The day 1.0.0 shipped, Eric posted a reflection titled "After first ship." It had taken us two and a half years to get there. We had removed roughly three quarters of the bulk of the NTP Classic codebase - from about 231,000 lines down to 55,000 lines of C plus a growing body of Python - and, almost as a side effect of that removal, we had become immune to around three out of four of the CVEs that were still being disclosed against NTP Classic. Less code, less attack surface; it really was that simple, and it really did work.
The funding picture had already changed by then, though we did not talk about it much. The Linux Foundation’s Core Infrastructure Initiative grant that had carried the early sprint was not renewed for 2017. In its place, in early 2017, the Mozilla Foundation’s Secure Open Source program funded an independent security audit by Cure53 and then paid for the remediation of what the audit found; we shipped those fixes in 0.9.7. An honest footnote: when the auditors later compared the three modern NTP implementations, chrony - written from a clean sheet rather than carved out of the old code - came out ahead of both NTP Classic and us on raw defect count. We took the lesson and kept cutting and hardening. We had set out to make the old code safe, not to pretend it had been born safe.
The releases of this period were the work of a project settling into its adult life. 1.1.0 (March 2018) dropped broadcast server support and, almost routinely now, dodged a fresh batch of NTP Classic CVEs. 1.1.1 (June 2018) started putting the year into log timestamps - a small thing that turns out to matter enormously when you are debugging a clock. 1.1.2 (August 2018) added AES-128-CMAC authentication (RFC 8573) and an implementation of client data minimization, the IETF draft Daniel Franke had been shepherding to keep NTP clients from leaking more about themselves than they needed to.
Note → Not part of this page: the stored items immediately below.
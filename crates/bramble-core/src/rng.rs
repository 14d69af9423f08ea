//! Uniform random payload generation.
//!
//! Used by the client to synthesize batch-insert payloads and by the local
//! multi-thread demo.

use rand::Rng;

/// Generate `n` uniform floats in `[lo, hi)` with `precision` decimal
/// places.
///
/// Values are sampled as scaled integers so that rounding can never push a
/// sample to `hi` or below `lo`. A range too narrow to hold any value at the
/// requested precision yields `n` copies of `lo`.
pub fn generate(n: usize, lo: f32, hi: f32, precision: u32) -> Vec<f32> {
    let scale = 10f64.powi(precision as i32);
    let lo_scaled = (lo as f64 * scale).ceil() as i64;
    let hi_scaled = (hi as f64 * scale).ceil() as i64;
    if lo_scaled >= hi_scaled {
        return vec![lo; n];
    }

    let mut rng = rand::rng();
    (0..n)
        .map(|_| (rng.random_range(lo_scaled..hi_scaled) as f64 / scale) as f32)
        .collect()
}

#[cfg(test)]
mod tests {
    use super::*;

    #[test]
    fn test_generates_requested_count() {
        assert_eq!(generate(100, 0.0, 10.0, 2).len(), 100);
        assert!(generate(0, 0.0, 10.0, 2).is_empty());
    }

    #[test]
    fn test_values_within_half_open_range() {
        for value in generate(1000, -5.0, 5.0, 4) {
            assert!((-5.0..5.0).contains(&value), "{value} out of range");
        }
    }

    #[test]
    fn test_precision_zero_yields_integers() {
        for value in generate(200, 0.0, 100.0, 0) {
            assert_eq!(value, value.trunc());
        }
    }

    #[test]
    fn test_degenerate_range_yields_lo() {
        assert_eq!(generate(3, 2.5, 2.5, 1), vec![2.5, 2.5, 2.5]);
    }
}
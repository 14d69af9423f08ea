//! Master daemon — socket lifecycle and the serialized transaction loop.
//!
//! The master is the single entry point to the tree. It binds the Unix
//! socket at startup (failing if the path is already taken), then loops:
//! admit one client through the gate, read one order, dispatch to the tree,
//! write the answer, await the handoff byte, close the connection. A Stop
//! order tears the tree down, answers the client, removes the socket, and
//! ends the loop.

use std::path::{Path, PathBuf};

use tokio::net::{UnixListener, UnixStream};
use tracing::{debug, info};

use bramble_config::AppConfig;
use bramble_proto::{self as proto, Answer, Order, ProtoError};

use crate::gate::{self, GateError, TransactionGate};
use crate::node::{NodeAnswer, NodeError};
use crate::tree::Tree;

/// Errors from the master runtime.
#[derive(Debug, thiserror::Error)]
pub enum MasterError {
    #[error("socket path {0} already exists; is another master running?")]
    SocketInUse(PathBuf),

    #[error("failed to bind socket: {0}")]
    Bind(std::io::Error),

    #[error("IO error: {0}")]
    Io(#[from] std::io::Error),

    #[error("wire protocol error: {0}")]
    Proto(#[from] ProtoError),

    #[error("handoff error: {0}")]
    Gate(#[from] GateError),

    #[error("tree link error: {0}")]
    Tree(#[from] NodeError),
}

/// Mapping from the worker answer space to the client answer space.
///
/// The two spaces are deliberately separate; this table is the only place
/// they meet. Every worker answer has exactly one client counterpart, so a
/// reordering of either space breaks here, visibly, instead of corrupting
/// payloads downstream.
fn translate(answer: NodeAnswer) -> Answer {
    match answer {
        NodeAnswer::HowMany { total, distinct } => Answer::HowMany { total, distinct },
        NodeAnswer::Min { element } => Answer::Min { element },
        NodeAnswer::Max { element } => Answer::Max { element },
        NodeAnswer::ExistYes { count } => Answer::ExistYes { count },
        NodeAnswer::ExistNo => Answer::ExistNo,
        NodeAnswer::Sum { total } => Answer::Sum { total },
        NodeAnswer::Inserted => Answer::InsertOk,
        NodeAnswer::Printed => Answer::PrintOk,
    }
}

/// The long-lived master daemon.
pub struct Master {
    config: AppConfig,
    tree: Tree,
    gate: TransactionGate,
}

impl Master {
    /// Create a master with an empty tree.
    pub fn new(config: AppConfig) -> Self {
        Self {
            config,
            tree: Tree::new(),
            gate: TransactionGate::new(),
        }
    }

    /// Run until a Stop order is served. Creates the socket on entry and
    /// removes it on exit.
    pub async fn run(mut self) -> Result<(), MasterError> {
        let socket_path = PathBuf::from(&self.config.daemon.socket_path);
        let listener = bind_socket(&socket_path)?;
        info!(path = %socket_path.display(), "master listening");

        let result = self.serve(&listener).await;

        // Best-effort removal even when the loop errored out.
        std::fs::remove_file(&socket_path).ok();
        info!(path = %socket_path.display(), "master terminated, socket removed");
        result
    }

    async fn serve(&mut self, listener: &UnixListener) -> Result<(), MasterError> {
        loop {
            let permit = self.gate.admit().await;
            let (stream, _) = listener.accept().await?;
            let stop = self.transact(stream).await?;
            drop(permit);
            if stop {
                return Ok(());
            }
        }
    }

    /// Serve exactly one client transaction. Returns true when the order was
    /// Stop and the loop must end.
    async fn transact(&mut self, stream: UnixStream) -> Result<bool, MasterError> {
        let (mut reader, mut writer) = stream.into_split();

        let order = proto::read_order(&mut reader).await?;
        debug!(?order, "order received");

        let stop = matches!(order, Order::Stop);
        let answer = self.dispatch(order).await?;

        proto::write_answer(&mut writer, &answer).await?;
        gate::await_handoff(&mut reader).await?;
        debug!(?answer, "transaction complete");

        Ok(stop)
    }

    /// Dispatch one order against the tree, answering empty-set orders
    /// locally; otherwise forward to the root and translate the worker
    /// answer into the client space.
    async fn dispatch(&mut self, order: Order) -> Result<Answer, MasterError> {
        let answer = match order {
            Order::Stop => {
                self.tree.stop().await?;
                Answer::StopOk
            }
            Order::HowMany => {
                if self.tree.is_empty() {
                    Answer::HowMany {
                        total: 0,
                        distinct: 0,
                    }
                } else {
                    translate(self.tree.how_many().await?)
                }
            }
            Order::Min => {
                if self.tree.is_empty() {
                    Answer::MinEmpty
                } else {
                    translate(self.tree.min().await?)
                }
            }
            Order::Max => {
                if self.tree.is_empty() {
                    Answer::MaxEmpty
                } else {
                    translate(self.tree.max().await?)
                }
            }
            Order::Exist { element } => {
                if self.tree.is_empty() {
                    Answer::ExistNo
                } else {
                    translate(self.tree.exist(element).await?)
                }
            }
            Order::Sum => {
                if self.tree.is_empty() {
                    Answer::Sum { total: 0.0 }
                } else {
                    translate(self.tree.sum().await?)
                }
            }
            Order::Insert { element } => translate(self.tree.insert_one(element).await?),
            Order::InsertMany { elements } => {
                for element in elements {
                    // The per-element acknowledgement is consumed here; the
                    // client gets a single batch acknowledgement below.
                    self.tree.insert_one(element).await?;
                }
                Answer::InsertManyOk
            }
            Order::Print => {
                if self.tree.is_empty() {
                    Answer::PrintOk
                } else {
                    translate(self.tree.print().await?)
                }
            }
        };
        Ok(answer)
    }
}

/// Bind the master socket, refusing to reuse an existing path.
///
/// An existing file at the path means another master is (or was) running;
/// taking it over silently would let two masters race on one rendezvous.
fn bind_socket(socket_path: &Path) -> Result<UnixListener, MasterError> {
    if socket_path.exists() {
        return Err(MasterError::SocketInUse(socket_path.to_path_buf()));
    }
    if let Some(parent) = socket_path.parent() {
        std::fs::create_dir_all(parent).ok();
    }
    UnixListener::bind(socket_path).map_err(MasterError::Bind)
}

#[cfg(test)]
mod tests {
    use super::*;

    #[test]
    fn test_translation_covers_every_worker_answer() {
        let table = [
            (
                NodeAnswer::HowMany {
                    total: 3,
                    distinct: 2,
                },
                Answer::HowMany {
                    total: 3,
                    distinct: 2,
                },
            ),
            (
                NodeAnswer::Min { element: 1.0 },
                Answer::Min { element: 1.0 },
            ),
            (
                NodeAnswer::Max { element: 2.0 },
                Answer::Max { element: 2.0 },
            ),
            (
                NodeAnswer::ExistYes { count: 5 },
                Answer::ExistYes { count: 5 },
            ),
            (NodeAnswer::ExistNo, Answer::ExistNo),
            (NodeAnswer::Sum { total: 6.5 }, Answer::Sum { total: 6.5 }),
            (NodeAnswer::Inserted, Answer::InsertOk),
            (NodeAnswer::Printed, Answer::PrintOk),
        ];
        for (worker, client) in table {
            assert_eq!(translate(worker), client);
        }
    }

    #[tokio::test]
    async fn test_bind_refuses_existing_path() {
        let dir = tempfile::tempdir().unwrap();
        let path = dir.path().join("master.sock");
        std::fs::write(&path, b"").unwrap();

        let err = bind_socket(&path).unwrap_err();
        assert!(matches!(err, MasterError::SocketInUse(_)));
    }

    #[tokio::test]
    async fn test_bind_creates_and_listens() {
        let dir = tempfile::tempdir().unwrap();
        let path = dir.path().join("master.sock");
        let _listener = bind_socket(&path).unwrap();
        assert!(path.exists());
    }
}
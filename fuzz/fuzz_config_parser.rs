//! Fuzz target for the TOML configuration parser.
//!
//! Run with: cargo +nightly fuzz run fuzz_config_parser
//!
//! This exercises `AppConfig::parse()` with arbitrary byte sequences to find
//! panics, hangs, or memory issues in the TOML parsing and validation pipeline.

#![no_main]

use libfuzzer_sys::fuzz_target;

fuzz_target!(|data: &[u8]| {
    // Try to parse arbitrary bytes as a TOML config
    if let Ok(s) = std::str::from_utf8(data) {
        // We don't care about the result — just that it doesn't panic
        let _ = bramble_config::AppConfig::parse(s);
    }
});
The team roster shifted the way mature teams do. Ian Bruene, who had quietly become our principal Python hand, joined formally in 2018; so did Jason Azze on the systems-administration and CI side. The mailing list told the story of a project at its busy, healthy peak: the development list had carried something like 2,600 messages in 2016 and again in 2017, the loud, argumentative traffic of people building something together.